[AVAILABLE RECORDS — start]

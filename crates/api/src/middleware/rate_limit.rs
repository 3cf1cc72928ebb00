//! Per-client token-bucket rate limiting.

use std::net::SocketAddr;
use std::sync::Arc;
use std::time::{Duration, Instant};

use axum::extract::{ConnectInfo, Request, State};
use axum::middleware::Next;
use axum::response::Response;
use dashmap::DashMap;

use crate::error::ApiError;

/// Buckets idle this long are dropped during pruning.
const IDLE_BUCKET_TTL: Duration = Duration::from_secs(3600);

/// Pruning kicks in once this many clients are tracked.
const PRUNE_THRESHOLD: usize = 10_000;

#[derive(Debug, Clone, Copy)]
struct Bucket {
    tokens: f64,
    updated: Instant,
}

/// Token buckets keyed by client address. Each bucket holds up to
/// `per_hour` tokens and refills continuously.
#[derive(Debug)]
pub struct RateLimiter {
    buckets: DashMap<String, Bucket>,
    capacity: f64,
    refill_per_sec: f64,
}

impl RateLimiter {
    pub fn per_hour(limit: u32) -> Self {
        let capacity = f64::from(limit.max(1));
        Self {
            buckets: DashMap::new(),
            capacity,
            refill_per_sec: capacity / 3600.0,
        }
    }

    /// Takes one token for `key`, or returns how long until one is available.
    pub fn check(&self, key: &str) -> Result<(), Duration> {
        self.check_at(key, Instant::now())
    }

    fn check_at(&self, key: &str, now: Instant) -> Result<(), Duration> {
        if self.buckets.len() >= PRUNE_THRESHOLD {
            self.buckets
                .retain(|_, bucket| now.saturating_duration_since(bucket.updated) < IDLE_BUCKET_TTL);
        }

        let mut bucket = self.buckets.entry(key.to_string()).or_insert(Bucket {
            tokens: self.capacity,
            updated: now,
        });

        let elapsed = now.saturating_duration_since(bucket.updated).as_secs_f64();
        bucket.tokens = (bucket.tokens + elapsed * self.refill_per_sec).min(self.capacity);
        bucket.updated = now;

        if bucket.tokens >= 1.0 {
            bucket.tokens -= 1.0;
            Ok(())
        } else {
            let wait = (1.0 - bucket.tokens) / self.refill_per_sec;
            Err(Duration::from_secs_f64(wait))
        }
    }
}

/// Identifies the client: first `X-Forwarded-For` hop, then the peer
/// address, then a shared fallback key.
fn client_key(req: &Request) -> String {
    let forwarded = req
        .headers()
        .get("x-forwarded-for")
        .and_then(|v| v.to_str().ok())
        .and_then(|v| v.split(',').next())
        .map(str::trim)
        .filter(|v| !v.is_empty());
    if let Some(ip) = forwarded {
        return ip.to_string();
    }

    req.extensions()
        .get::<ConnectInfo<SocketAddr>>()
        .map(|ConnectInfo(addr)| addr.ip().to_string())
        .unwrap_or_else(|| "unknown".to_string())
}

/// Answers 429 with `Retry-After` once a client runs out of tokens.
pub async fn rate_limit(
    State(limiter): State<Arc<RateLimiter>>,
    req: Request,
    next: Next,
) -> Result<Response, ApiError> {
    let key = client_key(&req);
    if let Err(wait) = limiter.check(&key) {
        tracing::warn!(client = %key, "rate limit exceeded");
        return Err(ApiError::TooManyRequests {
            retry_after_secs: wait.as_secs_f64().ceil().max(1.0) as u64,
        });
    }
    Ok(next.run(req).await)
}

[AVAILABLE RECORDS — finish]

Every line above with the string "Result" in it should be copied into the answer.

    pub fn check(&self, key: &str) -> Result<(), Duration> {
    fn check_at(&self, key: &str, now: Instant) -> Result<(), Duration> {
) -> Result<Response, ApiError> {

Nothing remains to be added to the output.